A problem addressed by the invention is the need for chemical vapor sensors that combine high sensitivity and high selectivity for strong electron donors, while providing inherent mechanical flexibility, low power consumption, rapid response, and reusability. Existing sensors often lack selectivity, respond to water vapor complicating usage, require different sensor types for each analyte, have temperature and humidity dependencies, require significant power, or have slow response and refresh rates. There is also a challenge in differentiating between the 2H and 1T phases of TMD films, as well as limitations with existing detection technologies such as IMS and mass spectrometers in terms of size, power, resolution, and sensitivity.
The invention leverages the reversible 2H to 1T phase transition in TMD thin films caused by excess charge from strong electron donor analytes to create reusable chemical sensors that selectively detect such analytes. The phase change results in measurable changes in conductance and optical properties, such as photoluminescence quenching and the appearance of characteristic Raman peaks (J1, J2, and J3). The sensors can be engineered with metallic 1T contact regions and semiconducting 2H channel regions to enhance selectivity and signal-to-noise ratio by eliminating Schottky barriers at contacts. After detection, the 1T phase films can be converted back to the 2H phase, making the sensors reusable.
Claims Coverage
The claims include one independent claim describing a sensor device comprising specific TMD film phases and electrical contacts.

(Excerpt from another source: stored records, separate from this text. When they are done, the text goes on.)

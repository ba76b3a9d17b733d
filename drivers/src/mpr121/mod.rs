use core::fmt::{self, Display, Formatter};

// https://www.nxp.com/docs/en/data-sheet/MPR121.pdf
// https://github.com/adafruit/Adafruit_MPR121
use bitflags::bitflags;
use embedded_hal::i2c::Error;
use num_enum::IntoPrimitive;

/// Default I2C address (ADDR pin tied to GND)
pub const MPR121_ADDRESS: u8 = 0x5A;

/// Number of sensing electrodes, the proximity channel excluded
pub const ELECTRODE_COUNT: u8 = 12;

/// Index of the virtual proximity electrode in the touch status register
pub const PROXIMITY_ELECTRODE: u8 = 12;

/// Value written to [`Register::SoftReset`] to reset the chip
pub(crate) const SOFT_RESET_MAGIC: u8 = 0x63;

#[derive(Debug, Clone, Copy, PartialEq, Eq, IntoPrimitive)]
#[repr(u8)]
#[cfg_attr(feature = "defmt", derive(defmt::Format))]
pub enum Register {
    TouchStatusLow = 0x00,
    TouchStatusHigh = 0x01,
    OorStatusLow = 0x02,
    OorStatusHigh = 0x03,
    FilteredDataBase = 0x04,
    BaselineBase = 0x1E,

    // Electrode baseline filter, rising / falling / touched
    Mhdr = 0x2B,
    Mhdf = 0x2F,
    Nhdt = 0x33,

    // Proximity baseline filter, rising / falling / touched
    MhdProxR = 0x36,
    MhdProxF = 0x3A,
    NhdProxT = 0x3E,

    // Per electrode touch threshold, release threshold follows at +1
    TouchThresholdBase = 0x41,
    ProximityTouchThreshold = 0x59,
    ProximityReleaseThreshold = 0x5A,

    Debounce = 0x5B,
    Afe1 = 0x5C,
    Afe2 = 0x5D,
    Ecr = 0x5E,

    GpioCtrl0 = 0x73,
    GpioEnable = 0x77,
    GpioToggle = 0x7A,

    AutoConfig0 = 0x7B,
    AutoConfig1 = 0x7C,
    UpSideLimit = 0x7D,
    LowSideLimit = 0x7E,
    TargetLevel = 0x7F,

    SoftReset = 0x80,
}

impl Register {
    /// Registers the datasheet allows to be written while the electrodes
    /// are enabled (run mode).
    pub const fn writable_in_run_mode(register: u8) -> bool {
        matches!(register, 0x5E | 0x73..=0x7A | 0x80)
    }
}

/// Electrode configuration register (ECR, 0x5E)
///
/// ```text
///  7   6   5   4   3   2   1   0
/// [ CL   ][ELEPROX][   ELE_EN    ]
/// ```
#[derive(Debug, Clone, Copy, PartialEq, Eq, Default)]
#[cfg_attr(feature = "defmt", derive(defmt::Format))]
pub struct Ecr(u8);

impl Ecr {
    pub const CL_MASK: u8 = 0b1100_0000;
    pub const CL_SHIFT: u8 = 6;
    pub const ELEPROX_MASK: u8 = 0b0011_0000;
    pub const ELEPROX_SHIFT: u8 = 4;
    pub const ELE_MASK: u8 = 0b0000_1111;
    pub const ELE_SHIFT: u8 = 0;

    /// Baseline tracking enabled, initial value loaded from the first sample
    pub const CL_TRACKING: u8 = 0b10;

    pub const fn new(calibration_lock: u8, proximity: ProximityMode, electrodes: u8) -> Self {
        Self(0)
            .with_calibration_lock(calibration_lock)
            .with_proximity(proximity)
            .with_electrodes(electrodes)
    }

    pub const fn from_bits(bits: u8) -> Self {
        Self(bits)
    }

    pub const fn bits(self) -> u8 {
        self.0
    }

    pub const fn calibration_lock(self) -> u8 {
        (self.0 & Self::CL_MASK) >> Self::CL_SHIFT
    }

    pub const fn with_calibration_lock(self, cl: u8) -> Self {
        Self((self.0 & !Self::CL_MASK) | ((cl << Self::CL_SHIFT) & Self::CL_MASK))
    }

    pub const fn proximity(self) -> ProximityMode {
        ProximityMode::from_bits((self.0 & Self::ELEPROX_MASK) >> Self::ELEPROX_SHIFT)
    }

    pub const fn with_proximity(self, mode: ProximityMode) -> Self {
        Self(
            (self.0 & !Self::ELEPROX_MASK)
                | (((mode as u8) << Self::ELEPROX_SHIFT) & Self::ELEPROX_MASK),
        )
    }

    /// Number of enabled electrodes, counted from ELE0.
    pub const fn electrodes(self) -> u8 {
        (self.0 & Self::ELE_MASK) >> Self::ELE_SHIFT
    }

    /// Electrode counts above 12 are clamped to 12.
    pub const fn with_electrodes(self, count: u8) -> Self {
        let count = if count > ELECTRODE_COUNT {
            ELECTRODE_COUNT
        } else {
            count
        };
        Self((self.0 & !Self::ELE_MASK) | ((count << Self::ELE_SHIFT) & Self::ELE_MASK))
    }

    /// Any electrode or the proximity channel is enabled.
    pub const fn is_running(self) -> bool {
        self.0 & (Self::ELEPROX_MASK | Self::ELE_MASK) != 0
    }

    /// Same register with every enable bit cleared, calibration lock kept.
    pub const fn stopped(self) -> Self {
        Self(self.0 & Self::CL_MASK)
    }
}

const _: () = {
    assert!(Ecr::CL_MASK & Ecr::ELEPROX_MASK == 0);
    assert!(Ecr::ELEPROX_MASK & Ecr::ELE_MASK == 0);
    assert!(Ecr::CL_MASK | Ecr::ELEPROX_MASK | Ecr::ELE_MASK == 0xFF);
    assert!(Ecr::CL_MASK >> Ecr::CL_SHIFT == 0b11);
    assert!(Ecr::ELEPROX_MASK >> Ecr::ELEPROX_SHIFT == 0b11);
    assert!(Ecr::ELE_MASK >> Ecr::ELE_SHIFT == 0b1111);
};

/// Electrodes combined into the proximity channel
#[derive(Debug, Clone, Copy, PartialEq, Eq, Default, IntoPrimitive)]
#[repr(u8)]
#[cfg_attr(feature = "defmt", derive(defmt::Format))]
pub enum ProximityMode {
    #[default]
    Disabled = 0,
    Electrodes0To1 = 1,
    Electrodes0To3 = 2,
    Electrodes0To11 = 3,
}

impl ProximityMode {
    /// Decodes the two ELEPROX bits; higher bits are ignored.
    pub const fn from_bits(bits: u8) -> Self {
        match bits & 0b11 {
            0 => ProximityMode::Disabled,
            1 => ProximityMode::Electrodes0To1,
            2 => ProximityMode::Electrodes0To3,
            _ => ProximityMode::Electrodes0To11,
        }
    }
}

bitflags! {
    /// Touch status registers 0x00 (low) and 0x01 (high)
    #[derive(Debug, Clone, Copy, PartialEq, Eq, Default)]
    pub struct TouchStatus: u16 {
        const ELE0  = 1 << 0;
        const ELE1  = 1 << 1;
        const ELE2  = 1 << 2;
        const ELE3  = 1 << 3;
        const ELE4  = 1 << 4;
        const ELE5  = 1 << 5;
        const ELE6  = 1 << 6;
        const ELE7  = 1 << 7;
        const ELE8  = 1 << 8;
        const ELE9  = 1 << 9;
        const ELE10 = 1 << 10;
        const ELE11 = 1 << 11;
        /// Proximity channel
        const ELEPROX = 1 << 12;
        /// Over current on REXT
        const OVCF = 1 << 15;
    }
}

impl TouchStatus {
    pub fn from_le_bytes(bytes: [u8; 2]) -> Self {
        Self::from_bits_truncate(u16::from_le_bytes(bytes))
    }

    /// Whether electrode `index` (0..=12, 12 being proximity) is touched.
    pub fn is_touched(self, index: u8) -> bool {
        index <= PROXIMITY_ELECTRODE && self.bits() & (1 << index) != 0
    }

    /// Electrodes touched in `self` but not in `previous`.
    pub fn newly_touched(self, previous: TouchStatus) -> TouchStatus {
        self.difference(previous)
    }
}

#[cfg(feature = "defmt")]
impl defmt::Format for TouchStatus {
    fn format(&self, f: defmt::Formatter) {
        defmt::write!(f, "TouchStatus({=u16:#x})", self.bits());
    }
}

/// Baseline filter coefficients for one filter stage
#[derive(Debug, Clone, Copy, PartialEq, Eq, Default)]
#[cfg_attr(feature = "defmt", derive(defmt::Format))]
pub struct Filter {
    /// Maximum half delta
    pub mhd: u8,
    /// Noise half delta
    pub nhd: u8,
    /// Noise count limit
    pub ncl: u8,
    /// Filter delay count limit
    pub fdl: u8,
}

impl Filter {
    pub const fn new(mhd: u8, nhd: u8, ncl: u8, fdl: u8) -> Self {
        Self { mhd, nhd, ncl, fdl }
    }
}

#[derive(Debug, Clone, Copy, PartialEq, Eq, Default)]
#[cfg_attr(feature = "defmt", derive(defmt::Format))]
pub struct FilterGroup {
    pub rising: Filter,
    pub falling: Filter,
    /// The touched stage has no MHD register; `mhd` is kept for layout only.
    pub touched: Filter,
}

/// Complete sensor configuration applied by `begin`
#[derive(Debug, Clone, Copy, PartialEq, Eq)]
#[cfg_attr(feature = "defmt", derive(defmt::Format))]
pub struct Mpr121Config {
    /// Number of electrodes to enable (0..=12)
    pub electrodes: u8,
    pub proximity_mode: ProximityMode,
    pub electrode_filter: FilterGroup,
    pub proximity_filter: FilterGroup,
    pub debounce: u8,
    pub afe1: u8,
    pub afe2: u8,
    pub accr0: u8,
    pub accr1: u8,
    pub usl: u8,
    pub lsl: u8,
    pub tl: u8,
    /// Touch threshold applied to every electrode
    pub touch: u8,
    /// Release threshold applied to every electrode
    pub release: u8,
    pub proximity_touch: u8,
    pub proximity_release: u8,
}

impl Default for Mpr121Config {
    fn default() -> Self {
        Self {
            electrodes: 5,
            proximity_mode: ProximityMode::Disabled,
            electrode_filter: FilterGroup {
                rising: Filter::new(0x3F, 0x3F, 0x05, 0x00),
                falling: Filter::new(0x01, 0x3F, 0x10, 0x03),
                touched: Filter::new(0x00, 0x01, 0x01, 0xFF),
            },
            proximity_filter: FilterGroup {
                rising: Filter::new(0x0F, 0x0F, 0x00, 0x00),
                falling: Filter::new(0x01, 0x01, 0xFF, 0xFF),
                touched: Filter::new(0x00, 0x00, 0x00, 0x00),
            },
            debounce: 0x11,
            afe1: 0x3F,
            afe2: 0x24,
            accr0: 0x3F,
            accr1: 0x00,
            usl: 200,
            lsl: 100,
            tl: 180,
            touch: 5,
            release: 2,
            proximity_touch: 2,
            proximity_release: 1,
        }
    }
}

impl Mpr121Config {
    /// Size of the flat byte representation
    pub const SIZE: usize = 38;

    /// ECR value that runs the configured channels with baseline tracking.
    pub fn run_ecr(&self) -> Ecr {
        Ecr::new(Ecr::CL_TRACKING, self.proximity_mode, self.electrodes)
    }

    pub fn to_bytes(&self) -> [u8; Self::SIZE] {
        let mut out = [0u8; Self::SIZE];
        out[0] = self.electrodes;
        out[1] = self.proximity_mode.into();
        write_group(&mut out[2..14], &self.electrode_filter);
        write_group(&mut out[14..26], &self.proximity_filter);
        out[26..].copy_from_slice(&[
            self.debounce,
            self.afe1,
            self.afe2,
            self.accr0,
            self.accr1,
            self.usl,
            self.lsl,
            self.tl,
            self.touch,
            self.release,
            self.proximity_touch,
            self.proximity_release,
        ]);
        out
    }

    pub fn from_bytes(bytes: &[u8; Self::SIZE]) -> Self {
        Self {
            electrodes: bytes[0],
            proximity_mode: ProximityMode::from_bits(bytes[1]),
            electrode_filter: read_group(&bytes[2..14]),
            proximity_filter: read_group(&bytes[14..26]),
            debounce: bytes[26],
            afe1: bytes[27],
            afe2: bytes[28],
            accr0: bytes[29],
            accr1: bytes[30],
            usl: bytes[31],
            lsl: bytes[32],
            tl: bytes[33],
            touch: bytes[34],
            release: bytes[35],
            proximity_touch: bytes[36],
            proximity_release: bytes[37],
        }
    }
}

fn write_group(out: &mut [u8], group: &FilterGroup) {
    for (chunk, filter) in out
        .chunks_exact_mut(4)
        .zip([group.rising, group.falling, group.touched])
    {
        chunk.copy_from_slice(&[filter.mhd, filter.nhd, filter.ncl, filter.fdl]);
    }
}

fn read_group(bytes: &[u8]) -> FilterGroup {
    let filter = |b: &[u8]| Filter::new(b[0], b[1], b[2], b[3]);
    FilterGroup {
        rising: filter(&bytes[0..4]),
        falling: filter(&bytes[4..8]),
        touched: filter(&bytes[8..12]),
    }
}

/// Errors that can occur when interacting with the MPR121
#[derive(Debug, Clone, Copy, PartialEq, Eq)]
#[cfg_attr(feature = "defmt", derive(defmt::Format))]
pub enum TouchSensorError {
    I2CError,
    /// Electrode index outside 0..=12
    InvalidElectrode(u8),
}

impl Display for TouchSensorError {
    fn fmt(&self, f: &mut Formatter<'_>) -> fmt::Result {
        match self {
            TouchSensorError::I2CError => write!(f, "I2C bus error"),
            TouchSensorError::InvalidElectrode(e) => write!(f, "invalid electrode {e}"),
        }
    }
}

impl<E> From<E> for TouchSensorError
where
    E: Error,
{
    fn from(_: E) -> Self {
        TouchSensorError::I2CError
    }
}

pub mod blocking;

The inventive features relate to the sensor structure and its phase-engineered regions.
Sensor with phase-engineered TMD thin film regions and electrically-conductive leads
The sensor includes a substrate with a transition metal dichalcogenide thin film comprising at least one first region having a 2H phase, and at least two second regions having a 1T phase that are directly in contact with at least two electrically-conductive leads.
The claims primarily cover a sensor device comprising a TMD thin film on a substrate with defined 2H and 1T phase regions, where the 1T phase regions contact electrically-conductive leads. The claims focus on the sensor structure that enables detection of strong electron donors through phase state distinctions.
Stated Advantages
The sensors provide high sensitivity and high selectivity for strong electron donor chemical vapors.
The sensors are mechanically flexible, have low power consumption, and can be fabricated inexpensively.
They have rapid response times, with fast sensing possible in about 2 seconds or faster.
The sensors are reusable by converting the TMD film back from the 1T phase to the 2H phase via annealing.
The sensor design eliminates Schottky barriers, improving selectivity and signal-to-noise ratio.
The sensors exhibit minimal interference from water vapor and function over wide environmental conditions.
Documented Applications
Detection of toxic industrial chemicals (TICs), chemical warfare agents (CWAs), and explosive chemicals that are strong electron donors.
Use as chemical vapor sensors integrated into clothing, gas masks, vehicles, and portable detection systems for industrial, security, and military applications.
Active electronic sensing systems monitoring conductance changes and passive optical sensing systems monitoring photoluminescence and Raman signals for chemical vapor detection.
Integration into wearable or portable devices communicating detection information wirelessly to users or centralized controllers.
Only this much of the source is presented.